Compressive properties and creep resistance of a novel, porous, semidegradable poly(vinyl alcohol)/poly(lactic‐ co ‐glycolic acid) scaffold for articular cartilage repair

Tissue engineering for articular cartilage repair has shown success in ensuring the integration of neocartilage with surrounding natural tissue, but the rapid restoration of biomechanical functions remains a significant challenge. The poly(vinyl alcohol) (PVA) hydrogel is regarded as a potential articular cartilage replacement for its fair mechanical strength, whereas its lack of bioactivity limits its utility. To obtain a scaffold possessing expected bioactivity and initial mechanical properties, we herein report a novel salt‐leaching technique to fabricate a porous PVA hydrogel simultaneously embedded with poly(lactic‐ co ‐glycolic acid) (PLGA) microspheres. Through the investigation of environmental scanning electron microscopy, we found that the porous PVA/PLGA scaffold was successfully manufactured. The compression and creep properties were also comprehensively studied before and after cell culturing. The relationship between the compressive modulus and strain ratio of the porous PVA/PLGA scaffold showed significant nonlinear behavior.
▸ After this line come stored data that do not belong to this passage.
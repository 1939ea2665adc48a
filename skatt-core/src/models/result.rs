use std::collections::BTreeMap;
use std::fmt;

use chrono::{DateTime, Utc};
use rust_decimal::Decimal;
use serde::{Deserialize, Serialize};

use crate::models::VatCategory;

/// Breakdown key for the employee social contribution.
pub const SOCIAL_CONTRIBUTION: &str = "SocialContribution";
/// Breakdown key for the self-employed social contribution.
pub const SELF_EMPLOYED_CONTRIBUTION: &str = "SelfEmployedContribution";
/// Breakdown key for municipal income tax.
pub const MUNICIPAL_TAX: &str = "MunicipalTax";

/// Qualitative risk rating attached to advice.
#[derive(Debug, Clone, Copy, PartialEq, Eq, Serialize, Deserialize, Default)]
pub enum RiskLevel {
    #[default]
    Low,
    Medium,
    High,
}

impl fmt::Display for RiskLevel {
    fn fmt(
        &self,
        f: &mut fmt::Formatter<'_>,
    ) -> fmt::Result {
        match self {
            Self::Low => write!(f, "Low"),
            Self::Medium => write!(f, "Medium"),
            Self::High => write!(f, "High"),
        }
    }
}

/// Priority label for a planning strategy.
#[derive(Debug, Clone, Copy, PartialEq, Eq, Serialize, Deserialize)]
pub enum Priority {
    High,
    Medium,
    Low,
}

#[derive(Debug, Clone, PartialEq, Eq, Serialize, Deserialize)]
pub struct SocialContributionResult {
    pub income: Decimal,
    /// Income after clamping into the contribution band.
    pub base: Decimal,
    /// Effective rate in percent, after the adjustment factor.
    pub rate: Decimal,
    pub amount: Decimal,
}

#[derive(Debug, Clone, PartialEq, Eq, Serialize, Deserialize)]
pub struct VatResult {
    pub net: Decimal,
    pub vat: Decimal,
    pub gross: Decimal,
    /// Rate in percent.
    pub rate_used: Decimal,
    pub category: VatCategory,
}

/// Result of a personal income tax computation.
#[derive(Debug, Clone, PartialEq, Eq, Serialize, Deserialize, Default)]
pub struct TaxResult {
    pub gross_income: Decimal,
    pub net_income: Decimal,
    pub total_tax: Decimal,
    /// Total tax as a percentage of gross income.
    pub effective_rate: Decimal,
    /// Amount per tax component, keyed by the constants in this module.
    pub breakdown: BTreeMap<String, Decimal>,
    pub success: bool,
    pub message: String,
    pub computed_at: DateTime<Utc>,
}

/// One validated expense category.
#[derive(Debug, Clone, PartialEq, Eq, Serialize, Deserialize)]
pub struct ExpenseCategory {
    pub category: String,
    pub amount: Decimal,
    /// `None` means the category has no fixed cap.
    pub cap: Option<Decimal>,
    pub within_cap: bool,
    /// `None` when there is no cap to compare against.
    pub percent_of_cap: Option<Decimal>,
    pub warning: Option<String>,
}

impl ExpenseCategory {
    pub fn is_flagged(&self) -> bool {
        !self.within_cap || self.warning.is_some()
    }
}

/// Advice bundle attached to an ENK computation.
#[derive(Debug, Clone, PartialEq, Eq, Serialize, Deserialize, Default)]
pub struct EnkAdvice {
    pub recommended_actions: Vec<String>,
    pub potential_deductions: Vec<String>,
    pub estimated_optimal_salary: Decimal,
    pub risk_level: RiskLevel,
    pub estimated_savings: Decimal,
    pub recommended_timeframe: String,
}

/// Result of a sole-proprietorship computation.
#[derive(Debug, Clone, PartialEq, Eq, Serialize, Deserialize, Default)]
pub struct EnkResult {
    /// Totals over the taxable business income plus the owner's salary.
    pub tax: TaxResult,
    /// Profit after expenses, standard deduction and loss carry-forward.
    pub business_result: Decimal,
    pub total_expenses: Decimal,
    pub taxable_business_income: Decimal,
    pub social_contribution: Decimal,
    pub self_employed_tax: Decimal,
    pub proposed_salary: Decimal,
    pub proposed_dividend: Decimal,
    pub expense_breakdown: Vec<ExpenseCategory>,
    pub advice: EnkAdvice,
    pub standard_deduction: Decimal,
    /// Prior-year loss consumed this year.
    pub loss_carried_forward: Decimal,
}

/// Result of validating itemized expenses against their caps.
#[derive(Debug, Clone, PartialEq, Eq, Serialize, Deserialize, Default)]
pub struct ExpenseValidationResult {
    pub is_valid: bool,
    pub warnings: Vec<String>,
    pub errors: Vec<String>,
    pub recommendations: Vec<String>,
    pub categories: Vec<ExpenseCategory>,
    pub total_expenses: Decimal,
    pub category_count: usize,
    pub flagged_count: usize,
}

/// Tax planning strategy bundle.
#[derive(Debug, Clone, PartialEq, Eq, Serialize, Deserialize)]
pub struct PlanningResult {
    pub strategies: Vec<String>,
    pub timeframe: String,
    pub estimated_savings: Decimal,
    pub risk: RiskLevel,
    pub investment_requirement: Decimal,
    /// Years until an investment pays for itself.
    pub payback_years: Decimal,
    pub priorities: BTreeMap<String, Priority>,
}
The elastic compressive modulus was influenced a little by the porogen content, whereas it went higher with a higher PLGA microsphere content. The cell‐cultured scaffolds presented higher compressive moduli than the initial ones. The creep resistance of the cell‐cultured scaffolds was much better than that of the initial ones. In all, this new scaffold is a promising material for articular cartilage repair. © 2013 Wiley Periodicals, Inc. J. Appl. Polym. Sci. 2014 , 131 , 40311.